D’après une conférence donnée à la Saint Michel à l’école Rudolf Steiner Lausanne
par Madame Félicitas Vogt

Le parcours de vie de Madame Félicitas Vogt est fort varié mais riche de sens : elle a d’abord fait des études de théologie et de sport et a été professeur de classe dans une école Waldorf en Allemagne avant de se consacrer depuis de longues années, de plus en plus et avec une reconnaissance au plan international, au problème de la dépendance—en allemand : « Sucht ».
Ce compte-rendu ne peut donner qu’un petit reflet du contenu de la conférence, mais malheureusement pas rendre la qualité de contact directe, chaleureuse, décidée et pleine d’humour de la conférencière. On sent qu’elle incarne en elle-même pleinement ses idées et c’est pourquoi elle nous touche au fond du cœur.
Se pose d’emblée un problème de traduction (Sibylle Naïto) sur le mot allemand « Sucht » – traduit par dépendance en français ; addiction en anglais ou franglais – qui procède du verbe « suchen » qui veut dire chercher ; ainsi la dépendance est-elle, comme on le verra par la suite, une recherche dévoyée.
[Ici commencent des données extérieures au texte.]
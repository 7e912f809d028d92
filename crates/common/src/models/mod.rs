pub mod candle;
pub mod indicator;
pub mod quote;
pub mod signal;

pub use candle::{Candle, CandleSeries};
pub use indicator::IndicatorSnapshot;
pub use quote::Quote;
pub use signal::{Direction, RiskLevels, TradeSignal};
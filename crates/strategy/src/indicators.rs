//! Indicator engine: RSI over closes plus the last-bar move and volume.

use common::RsiSmoothing;
use common::ScanConfig;
use common::models::{CandleSeries, IndicatorSnapshot};
use ta::Next;
use ta::indicators::RelativeStrengthIndex;
use thiserror::Error;

#[derive(Debug, Error, Clone, PartialEq)]
pub enum IndicatorError {
    #[error("need {required} candles, got {available}")]
    InsufficientData { required: usize, available: usize },
    #[error("RSI period must be at least 1")]
    InvalidPeriod,
    #[error("previous close is non-positive or a close is non-finite")]
    InvalidPrice,
}

#[derive(Debug, Clone, Copy)]
pub struct IndicatorEngine {
    period: usize,
    smoothing: RsiSmoothing,
}

impl IndicatorEngine {
    pub fn new(period: usize, smoothing: RsiSmoothing) -> Self {
        Self { period, smoothing }
    }

    pub fn from_config(config: &ScanConfig) -> Self {
        Self::new(config.rsi_period, config.rsi_smoothing)
    }

    pub fn period(&self) -> usize {
        self.period
    }

    pub fn compute(&self, series: &CandleSeries) -> Result<IndicatorSnapshot, IndicatorError> {
        if self.period == 0 {
            return Err(IndicatorError::InvalidPeriod);
        }

        let required = self.period + 1;
        if series.len() < required {
            return Err(IndicatorError::InsufficientData {
                required,
                available: series.len(),
            });
        }

        let (prev, last) = series
            .last_pair()
            .ok_or(IndicatorError::InsufficientData {
                required,
                available: series.len(),
            })?;
        if prev.close <= 0.0 {
            return Err(IndicatorError::InvalidPrice);
        }

        let closes = series.closes();
        if closes.iter().any(|c| !c.is_finite()) {
            return Err(IndicatorError::InvalidPrice);
        }

        Ok(IndicatorSnapshot {
            percent_change: percent_change(prev.close, last.close),
            quote_volume: last.volume * last.close,
            rsi: rsi(&closes, self.period, self.smoothing)?,
        })
    }
}

/// Simple percentage move from `previous` to `current`.
pub fn percent_change(previous: f64, current: f64) -> f64 {
    (current - previous) / previous * 100.0
}

/// RSI at the last index of `closes`.
pub fn rsi(closes: &[f64], period: usize, smoothing: RsiSmoothing) -> Result<f64, IndicatorError> {
    if period == 0 {
        return Err(IndicatorError::InvalidPeriod);
    }
    if closes.len() < period + 1 {
        return Err(IndicatorError::InsufficientData {
            required: period + 1,
            available: closes.len(),
        });
    }

    let value = match smoothing {
        RsiSmoothing::Rma => rma_rsi(closes, period),
        RsiSmoothing::Wilder => wilder_rsi(closes, period),
        RsiSmoothing::Exponential => exponential_rsi(closes, period)?,
    };
    Ok(value.clamp(0.0, 100.0))
}

// Exponentially weighted means with alpha = 1/period over every delta,
// normalised by the sum of weights instead of seeded.
fn rma_rsi(closes: &[f64], period: usize) -> f64 {
    let decay = 1.0 - 1.0 / period as f64;
    let (mut gain, mut loss, mut weight) = (0.0, 0.0, 0.0);

    for d in closes.windows(2).map(|w| w[1] - w[0]) {
        gain = gain * decay + d.max(0.0);
        loss = loss * decay + (-d).max(0.0);
        weight = weight * decay + 1.0;
    }

    rsi_from_averages(gain / weight, loss / weight)
}

// Seeds with the simple mean of the first `period` deltas, then applies
// avg = (avg * (period - 1) + x) / period to every later delta.
fn wilder_rsi(closes: &[f64], period: usize) -> f64 {
    let deltas: Vec<f64> = closes.windows(2).map(|w| w[1] - w[0]).collect();
    let (seed, rest) = deltas.split_at(period);
    let n = period as f64;

    let mut avg_gain = seed.iter().map(|d| d.max(0.0)).sum::<f64>() / n;
    let mut avg_loss = seed.iter().map(|d| (-d).max(0.0)).sum::<f64>() / n;

    for d in rest {
        avg_gain = (avg_gain * (n - 1.0) + d.max(0.0)) / n;
        avg_loss = (avg_loss * (n - 1.0) + (-d).max(0.0)) / n;
    }

    rsi_from_averages(avg_gain, avg_loss)
}

fn exponential_rsi(closes: &[f64], period: usize) -> Result<f64, IndicatorError> {
    let mut indicator =
        RelativeStrengthIndex::new(period).map_err(|_| IndicatorError::InvalidPeriod)?;
    Ok(closes.iter().fold(50.0, |_, close| indicator.next(*close)))
}

fn rsi_from_averages(avg_gain: f64, avg_loss: f64) -> f64 {
    if avg_loss == 0.0 {
        // Flat series sits at the midpoint.
        return if avg_gain == 0.0 { 50.0 } else { 100.0 };
    }
    100.0 - 100.0 / (1.0 + avg_gain / avg_loss)
}
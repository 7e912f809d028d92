use common::models::Candle;
use serde::Deserialize;
use serde::de::IgnoredAny;

use crate::error::{GatewayError, parse_decimal};
use crate::traits::RemoteResponse;

/// One row of `GET /api/v3/klines`. Binance encodes each kline as a JSON array.
#[derive(Debug, Deserialize)]
pub struct KlineRow(
    pub i64,        // 0: Open time
    pub String,     // 1: Open
    pub String,     // 2: High
    pub String,     // 3: Low
    pub String,     // 4: Close
    pub String,     // 5: Volume
    pub IgnoredAny, // 6: Close time
    pub IgnoredAny, // 7: Quote asset volume
    pub IgnoredAny, // 8: Number of trades
    pub IgnoredAny, // 9: Taker buy base volume
    pub IgnoredAny, // 10: Taker buy quote volume
    pub IgnoredAny, // 11: Ignore
);

impl RemoteResponse<Candle> for KlineRow {
    fn to_model(&self) -> Result<Candle, GatewayError> {
        Ok(Candle {
            open_time: self.0,
            open: parse_decimal("kline open", &self.1)?,
            high: parse_decimal("kline high", &self.2)?,
            low: parse_decimal("kline low", &self.3)?,
            close: parse_decimal("kline close", &self.4)?,
            volume: parse_decimal("kline volume", &self.5)?,
        })
    }
}
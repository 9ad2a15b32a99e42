//! Error types for the ranking engine
//!
//! Domain failures are modelled with thiserror and carried through the
//! crate as anyhow errors.

use crate::types::PlayerId;

/// Result type alias for convenience
pub type Result<T> = anyhow::Result<T>;

/// Custom error types for specific ranking scenarios
#[derive(Debug, thiserror::Error)]
pub enum RankingError {
    #[error("Player not found: {player_id}")]
    PlayerNotFound { player_id: PlayerId },

    #[error("Duplicate player: {player_id}")]
    DuplicatePlayer { player_id: PlayerId },

    #[error("Invalid match: {reason}")]
    InvalidMatch { reason: String },

    #[error("Configuration error: {message}")]
    ConfigurationError { message: String },

    #[error("Dataset error: {message}")]
    DatasetError { message: String },
}
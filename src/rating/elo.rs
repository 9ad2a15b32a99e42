//! Role-aware team Elo
//!
//! Each player's rating is discounted when it plays out of its preferred
//! role, the two members are averaged into a team rating and the team delta
//! is scaled by the goal margin. Ratings only move once the winning side
//! reaches the configured number of goals.

use tracing::debug;

use crate::config::rating::EloConfig;
use crate::error::Result;
use crate::rating::calculator::{Lineup, RatingCalculator, SlotRating};
use crate::types::MatchRating;

/// Elo rating calculator implementation
#[derive(Debug, Clone)]
pub struct EloCalculator {
    config: EloConfig,
}

impl EloCalculator {
    /// Create a new Elo calculator
    pub fn new(config: EloConfig) -> Result<Self> {
        config.validate()?;
        Ok(Self { config })
    }

    /// Rating of a slot after the out-of-role discount
    pub fn effective_elo(&self, slot: &SlotRating, is_defender: bool) -> f64 {
        let off_role = if is_defender {
            1.0 - slot.defence
        } else {
            slot.defence
        };
        slot.elo - off_role * self.config.role_penalty
    }

    /// Mean effective rating of a lineup
    pub fn team_elo(&self, lineup: &Lineup) -> f64 {
        (self.effective_elo(&lineup.defence, true) + self.effective_elo(&lineup.attack, false))
            / 2.0
    }

    /// Win probability of the team rated `elo_a` against `elo_b`
    pub fn expected_score(&self, elo_a: f64, elo_b: f64) -> f64 {
        let m = self.config.elo_multiplier;
        1.0 / (1.0 + 10f64.powf((elo_b * m - elo_a * m) / self.config.rating_scale))
    }

    /// Multiplier rewarding wide goal margins
    pub fn margin_multiplier(&self, goal_difference: u32) -> f64 {
        1.0 + (goal_difference as f64 - 1.0) / self.config.margin_spread * self.config.margin_bonus
    }
}

impl Default for EloCalculator {
    fn default() -> Self {
        Self {
            config: EloConfig::default(),
        }
    }
}

/// Actual result as `[team_a, team_b]`, half a point each on a draw
pub fn actual_score(score: [u32; 2]) -> [f64; 2] {
    match score[0].cmp(&score[1]) {
        std::cmp::Ordering::Greater => [1.0, 0.0],
        std::cmp::Ordering::Less => [0.0, 1.0],
        std::cmp::Ordering::Equal => [0.5, 0.5],
    }
}

impl RatingCalculator for EloCalculator {
    fn rate(&self, team_a: &Lineup, team_b: &Lineup, score: [u32; 2]) -> MatchRating {
        let elo_a = self.team_elo(team_a);
        let elo_b = self.team_elo(team_b);

        let expected_a = self.expected_score(elo_a, elo_b);
        let expected_b = 1.0 - expected_a;
        let [actual_a, actual_b] = actual_score(score);

        let margin = self.margin_multiplier(score[0].abs_diff(score[1]));
        let k = self.config.k_factor;

        let delta_elo = if self.is_rated_score(score) {
            [
                k * margin * (actual_a - expected_a),
                k * margin * (actual_b - expected_b),
            ]
        } else {
            debug!(
                "Score {}-{} below {} goals, ratings frozen",
                score[0], score[1], self.config.min_winning_goals
            );
            [0.0, 0.0]
        };

        MatchRating {
            expected_score: [expected_a, expected_b],
            team_elo: [elo_a, elo_b],
            team_a_elo: team_a.starting_elo(),
            team_b_elo: team_b.starting_elo(),
            delta_elo,
            k_factor: k,
        }
    }

    fn is_rated_score(&self, score: [u32; 2]) -> bool {
        score[0].max(score[1]) >= self.config.min_winning_goals
    }

    fn initial_rating(&self) -> f64 {
        self.config.initial_rating
    }
}
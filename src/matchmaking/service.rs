//! Matchmaking entry point used by callers
//!
//! Wraps a [`MatchFinder`] with request validation, logging and metrics.
//! A `None` result is not an error: the caller tells the user that no match
//! could be generated and lets them pick a different pool.

use rand::RngCore;
use std::sync::Arc;
use tracing::{debug, info, warn};

use crate::config::matchmaking::MatchmakingConfig;
use crate::error::Result;
use crate::matchmaking::finder::{validate_request, BruteForceMatchFinder, MatchFinder, MatchProposal};
use crate::metrics::{EngineMetrics, ProposalOutcome};
use crate::state::RankingState;
use crate::types::PlayerId;

pub struct Matchmaker {
    finder: Box<dyn MatchFinder>,
    metrics: Option<Arc<EngineMetrics>>,
}

impl Matchmaker {
    pub fn new(finder: Box<dyn MatchFinder>) -> Self {
        Self {
            finder,
            metrics: None,
        }
    }

    /// Matchmaker backed by the exhaustive search
    pub fn brute_force(config: MatchmakingConfig) -> Result<Self> {
        Ok(Self::new(Box::new(BruteForceMatchFinder::new(config)?)))
    }

    pub fn with_metrics(mut self, metrics: Arc<EngineMetrics>) -> Self {
        self.metrics = Some(metrics);
        self
    }

    /// Propose the next match from the available players
    pub fn propose(
        &self,
        state: &RankingState,
        available: &[PlayerId],
        priority: &[PlayerId],
        rng: &mut dyn RngCore,
    ) -> Option<MatchProposal> {
        let timer = self.metrics.as_ref().map(|metrics| metrics.start_timer());

        let (proposal, outcome) = match validate_request(state, available, priority) {
            Err(rejection) => {
                warn!("Could not generate a match: {}", rejection);
                (None, ProposalOutcome::InvalidInput)
            }
            Ok(pool) => {
                debug!("Searching lineups over {} available players", pool.len());
                match self.finder.find_best_match(state, &pool, priority, rng) {
                    Some(proposal) => {
                        info!(
                            "Proposed {}+{} vs {}+{} (score {:.3})",
                            proposal.team_a.defence,
                            proposal.team_a.attack,
                            proposal.team_b.defence,
                            proposal.team_b.attack,
                            proposal.score
                        );
                        (Some(proposal), ProposalOutcome::Proposed)
                    }
                    None => {
                        warn!("Could not generate a match: no lineup satisfies the request");
                        (None, ProposalOutcome::NoCandidate)
                    }
                }
            }
        };

        if let (Some(metrics), Some(timer)) = (&self.metrics, timer) {
            metrics.record_proposal(outcome, timer.stop());
        }

        proposal
    }
}
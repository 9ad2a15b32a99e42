//! Rating system for 2v2 matches
//!
//! This module provides the rating calculator interface and the
//! role-aware team Elo implementation used by the ranking state.

pub mod calculator;
pub mod elo;

// Re-export commonly used types
pub use calculator::{Lineup, RatingCalculator, SlotRating};
pub use elo::EloCalculator;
Dépendance ou liberté ? En apparence cela est clair et il faut choisir son camp. Est-ce vraiment aussi simple ? Chacun de nous n’a-t-il pas aussi sa forme de dépendance plus ou moins manifeste, plus ou moins erronée, ses petites manies et routines sécurisantes… ? Et d’autre part, les per-sonnes dépendantes avérées, et conscientes de l’être, ne sont-elles pas parfois à certains égards plus sensibles et plus riches en profondeur que d’autres personnes soit-disant saines, bien rigidifiées dans leur uniforme mental et leur conformisme social de bon aloi ?
De fait, il nous faut tout d’abord, si l’on veut comprendre le problème, reconnaître en soi, en chacun de nous…, la tendance à la dépendance, non pas pour s’en défaire en un tournemain… mais pour y plonger lucidement, courageusement et sans illusion sur soi-même, afin de mieux saisir par l’intérieur les personnes qui ont elles-mêmes, pour des raisons psycho-sociologiques complexes, succombé à des dépendances avérées, voire graves pour la santé physique et mentale.
En effet, c’est en identifiant le plus lucidement possible – il est mille raisons de subterfuges… – le dépendant EN NOUS, en éprouvant au maximum ce phénomène humain sans le juger ni l’épingler que l’on peut ensuite recevoir, accepter puis aider le dépendant chez autrui.
Ce n’est pas en moralisant du haut de son piédestal, en se prenant soi-même pour un modèle de vertu ou bien au contraire en démissionnant par avance sous le couvert d’une soi-disant tolérance où se cache la peur du conflit et la perte de la confiance en l’humain.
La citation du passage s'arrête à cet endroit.